- _PROBLEM DESCRIPTION_:
Nothing but an exact reprint of the records is to be returned.
**** DATASET ****
use complexkit::prelude::*;
use std::env;

const PALETTE: &[u8] = b" .:-=+*#%@";

fn main() {
    let max_iterations = env::args()
        .nth(1)
        .and_then(|arg| arg.parse::<u32>().ok())
        .unwrap_or(64);

    let view = match ViewportBuilder::new().width(96).height(40).build() {
        Ok(view) => view,
        Err(err) => {
            eprintln!("invalid viewport: {}", err);
            return;
        }
    };

    println!(
        "Mandelbrot set over [{}] .. [{}], {} iterations",
        view.min(),
        view.max(),
        max_iterations
    );

    for y in 0..view.height() {
        let row: String = (0..view.width())
            .map(|x| match view.escape_time_at(x, y, max_iterations) {
                None => '@',
                Some(n) => {
                    let idx = (n as usize * (PALETTE.len() - 1)) / max_iterations as usize;
                    PALETTE[idx.min(PALETTE.len() - 2)] as char
                }
            })
            .collect();
        println!("{}", row);
    }
}
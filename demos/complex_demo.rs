use complexkit::prelude::*;
use num_complex::Complex64;

fn complex_operations(z1: Complex, z2: Complex) -> (Complex, f64, f64) {
    let sum = z1 + z2;
    let (magnitude, phase) = z1.to_polar();

    println!("z1 = {}", z1);
    println!("z2 = {}", z2);
    println!("z1 + z2 = {}", sum);
    println!("z1 * z2 = {}", *z1.copy().times(z2));
    println!("z1 / z2 = {}", *z1.copy().divide(z2));
    println!("|z1| = {}", magnitude);
    println!("|z1|^2 = {}", z1.length_sq());
    println!("arg(z1) = {}", phase);
    println!("z1* = {}", *z1.copy().conj());
    println!("z1^3 = {}", *z1.copy().power(3));
    println!("exp(z1) = {}", *z1.copy().exp());
    println!("ln(z1) = {}", *z1.copy().log());
    println!("sin(z1) = {}", *z1.copy().sin());
    println!("cos(z1) = {}", *z1.copy().cos());

    (sum, magnitude, phase)
}

fn main() {
    println!("=== Chained operations ===");
    let z1 = Complex::new(3.0, 4.0);
    let z2 = Complex::new(1.0, 2.0);
    complex_operations(z1, z2);

    println!("\n=== Interop with num_complex ===");
    let c: Complex64 = z1.into();
    println!("num_complex exp(z1) = {}", c.exp());

    println!("\n=== Singular inputs ===");
    println!("z1 / 0 = {}", *z1.copy().divide(Complex::ZERO));
    println!("ln(0) = {}", *Complex::ZERO.copy().log());
    match z1.copy().checked_divide(Complex::ZERO) {
        Ok(z) => println!("checked z1 / 0 = {}", z),
        Err(err) => println!("checked z1 / 0 failed: {}", err),
    }

    println!("\n=== Parsing ===");
    for text in ["3 + 4i", "-2.5 - i", "7i", "not a number"] {
        match text.parse::<Complex>() {
            Ok(z) => println!("{:?} -> {}", text, z),
            Err(err) => println!("{:?} -> error: {}", text, err),
        }
    }
}
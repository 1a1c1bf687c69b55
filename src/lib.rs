pub mod complex;
pub mod error;
pub mod mandelbrot;
pub mod prelude;

/// Create a **[`Complex`](complex::Complex)** from a real part and an
/// optional imaginary part.
///
/// ```
/// use complexkit::complex;
/// let z = complex!(3.0, 4.0);
/// let r = complex!(2.5);
///
/// assert_eq!(z.length_sq(), 25.0);
/// assert_eq!(r.im(), 0.0);
/// ```
#[macro_export]
macro_rules! complex {
    ($re:expr) => {
        $crate::complex::Complex::from_real($re)
    };
    ($re:expr, $im:expr) => {
        $crate::complex::Complex::new($re, $im)
    };
}
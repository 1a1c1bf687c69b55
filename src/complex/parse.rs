use super::Complex;
use regex::{Captures, Regex};
use simple_error::{bail, SimpleError};
use std::str::FromStr;
use std::sync::OnceLock;

const UNSIGNED: &str = r"(?:(?:\d+(?:\.\d*)?|\.\d+)(?:[eE][+-]?\d+)?|inf|NaN)";

fn complex_regex() -> &'static Regex {
    static RE: OnceLock<Regex> = OnceLock::new();
    RE.get_or_init(|| {
        let pattern = format!(
            r"^\s*(?:(?<re>[+-]?{u})(?:\s*(?<op>[+-])\s*(?<im>{u})?\s*\*?\s*i)?|(?<pure>[+-]?(?:{u})?)\s*\*?\s*i)\s*$",
            u = UNSIGNED
        );
        Regex::new(&pattern).expect("Invalid regex!")
    })
}

fn parse_number(text: &str) -> Result<f64, SimpleError> {
    match text.parse::<f64>() {
        Ok(val) => Ok(val),
        Err(err) => bail!("invalid number {:?}: {}", text, err),
    }
}

// Coefficient of a bare `i` term: "", "+" and "-" stand for ±1.
fn parse_coefficient(text: &str) -> Result<f64, SimpleError> {
    match text {
        "" | "+" => Ok(1.0),
        "-" => Ok(-1.0),
        _ => parse_number(text),
    }
}

fn from_captures(caps: &Captures) -> Result<Complex, SimpleError> {
    if let Some(pure) = caps.name("pure") {
        return Ok(Complex::from_imag(parse_coefficient(pure.as_str())?));
    }

    let re = match caps.name("re") {
        Some(re) => parse_number(re.as_str())?,
        None => bail!("missing real part"),
    };
    let im = match caps.name("op") {
        None => 0.0,
        Some(op) => {
            let magnitude = caps
                .name("im")
                .map_or(Ok(1.0), |im| parse_number(im.as_str()))?;
            if op.as_str() == "-" {
                -magnitude
            } else {
                magnitude
            }
        }
    };
    Ok(Complex::new(re, im))
}

impl FromStr for Complex {
    type Err = SimpleError;

    /// Parse the text form written by `Display`, e.g. `3 + 4i`, `-2.5 - i`,
    /// `7`, `4i`.
    fn from_str(s: &str) -> Result<Self, Self::Err> {
        match complex_regex().captures(s) {
            Some(caps) => from_captures(&caps),
            None => bail!("string not a valid complex number: {:?}", s),
        }
    }
}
****
- _WRITTEN SOLUTION_:
use complexkit::prelude::*;
use std::env;

const PALETTE: &[u8] = b" .:-=+*#%@";

fn main() {
    let max_iterations = env::args()
        .nth(1)
        .and_then(|arg| arg.parse::<u32>().ok())
        .unwrap_or(64);

    let view = match ViewportBuilder::new().width(96).height(40).build() {
        Ok(view) => view,
        Err(err) => {
            eprintln!("invalid viewport: {}", err);
            return;
        }
    };

    println!(
        "Mandelbrot set over [{}] .. [{}], {} iterations",
        view.min(),
        view.max(),
        max_iterations
    );

    for y in 0..view.height() {
        let row: String = (0..view.width())
            .map(|x| match view.escape_time_at(x, y, max_iterations) {
                None => '@',
                Some(n) => {
                    let idx = (n as usize * (PALETTE.len() - 1)) / max_iterations as usize;
                    PALETTE[idx.min(PALETTE.len() - 2)] as char
                }
            })
            .collect();
        println!("{}", row);
    }
}
filename demos/complex_demo.rs
use complexkit::prelude::*;
use num_complex::Complex64;

fn complex_operations(z1: Complex, z2: Complex) -> (Complex, f64, f64) {
    let sum = z1 + z2;
    let (magnitude, phase) = z1.to_polar();

    println!("z1 = {}", z1);
    println!("z2 = {}", z2);
    println!("z1 + z2 = {}", sum);
    println!("z1 * z2 = {}", *z1.copy().times(z2));
    println!("z1 / z2 = {}", *z1.copy().divide(z2));
    println!("|z1| = {}", magnitude);
    println!("|z1|^2 = {}", z1.length_sq());
    println!("arg(z1) = {}", phase);
    println!("z1* = {}", *z1.copy().conj());
    println!("z1^3 = {}", *z1.copy().power(3));
    println!("exp(z1) = {}", *z1.copy().exp());
    println!("ln(z1) = {}", *z1.copy().log());
    println!("sin(z1) = {}", *z1.copy().sin());
    println!("cos(z1) = {}", *z1.copy().cos());

    (sum, magnitude, phase)
}

fn main() {
    println!("=== Chained operations ===");
    let z1 = Complex::new(3.0, 4.0);
    let z2 = Complex::new(1.0, 2.0);
    complex_operations(z1, z2);

    println!("\n=== Interop with num_complex ===");
    let c: Complex64 = z1.into();
    println!("num_complex exp(z1) = {}", c.exp());

    println!("\n=== Singular inputs ===");
    println!("z1 / 0 = {}", *z1.copy().divide(Complex::ZERO));
    println!("ln(0) = {}", *Complex::ZERO.copy().log());
    match z1.copy().checked_divide(Complex::ZERO) {
        Ok(z) => println!("checked z1 / 0 = {}", z),
        Err(err) => println!("checked z1 / 0 failed: {}", err),
    }

    println!("\n=== Parsing ===");
    for text in ["3 + 4i", "-2.5 - i", "7i", "not a number"] {
        match text.parse::<Complex>() {
            Ok(z) => println!("{:?} -> {}", text, z),
            Err(err) => println!("{:?} -> error: {}", text, err),
        }
    }
}
repository 1a1c1bf687c69b55
filename src/lib.rs
pub mod complex;
pub mod error;
pub mod mandelbrot;
pub mod prelude;

/// Create a **[`Complex`](complex::Complex)** from a real part and an
/// optional imaginary part.
///
/// ```
/// use complexkit::complex;
/// let z = complex!(3.0, 4.0);
/// let r = complex!(2.5);
///
/// assert_eq!(z.length_sq(), 25.0);
/// assert_eq!(r.im(), 0.0);
/// ```
#[macro_export]
macro_rules! complex {
    ($re:expr) => {
        $crate::complex::Complex::from_real($re)
    };
    ($re:expr, $im:expr) => {
        $crate::complex::Complex::new($re, $im)
    };
}
repository 1a1c1bf687c69b55
filename src/complex/parse.rs
use super::Complex;
use regex::{Captures, Regex};
use simple_error::{bail, SimpleError};
use std::str::FromStr;
use std::sync::OnceLock;

const UNSIGNED: &str = r"(?:(?:\d+(?:\.\d*)?|\.\d+)(?:[eE][+-]?\d+)?|inf|NaN)";

fn complex_regex() -> &'static Regex {
    static RE: OnceLock<Regex> = OnceLock::new();
    RE.get_or_init(|| {
        let pattern = format!(
            r"^\s*(?:(?<re>[+-]?{u})(?:\s*(?<op>[+-])\s*(?<im>{u})?\s*\*?\s*i)?|(?<pure>[+-]?(?:{u})?)\s*\*?\s*i)\s*$",
            u = UNSIGNED
        );
        Regex::new(&pattern).expect("Invalid regex!")
    })
}

fn parse_number(text: &str) -> Result<f64, SimpleError> {
    match text.parse::<f64>() {
        Ok(val) => Ok(val),
        Err(err) => bail!("invalid number {:?}: {}", text, err),
    }
}

// Coefficient of a bare `i` term: "", "+" and "-" stand for ±1.
fn parse_coefficient(text: &str) -> Result<f64, SimpleError> {
    match text {
        "" | "+" => Ok(1.0),
        "-" => Ok(-1.0),
        _ => parse_number(text),
    }
}

fn from_captures(caps: &Captures) -> Result<Complex, SimpleError> {
    if let Some(pure) = caps.name("pure") {
        return Ok(Complex::from_imag(parse_coefficient(pure.as_str())?));
    }

    let re = match caps.name("re") {
        Some(re) => parse_number(re.as_str())?,
        None => bail!("missing real part"),
    };
    let im = match caps.name("op") {
        None => 0.0,
        Some(op) => {
            let magnitude = caps
                .name("im")
                .map_or(Ok(1.0), |im| parse_number(im.as_str()))?;
            if op.as_str() == "-" {
                -magnitude
            } else {
                magnitude
            }
        }
    };
    Ok(Complex::new(re, im))
}

impl FromStr for Complex {
    type Err = SimpleError;

    /// Parse the text form written by `Display`, e.g. `3 + 4i`, `-2.5 - i`,
    /// `7`, `4i`.
    fn from_str(s: &str) -> Result<Self, Self::Err> {
        match complex_regex().captures(s) {
            Some(caps) => from_captures(&caps),
            None => bail!("string not a valid complex number: {:?}", s),
        }
    }
}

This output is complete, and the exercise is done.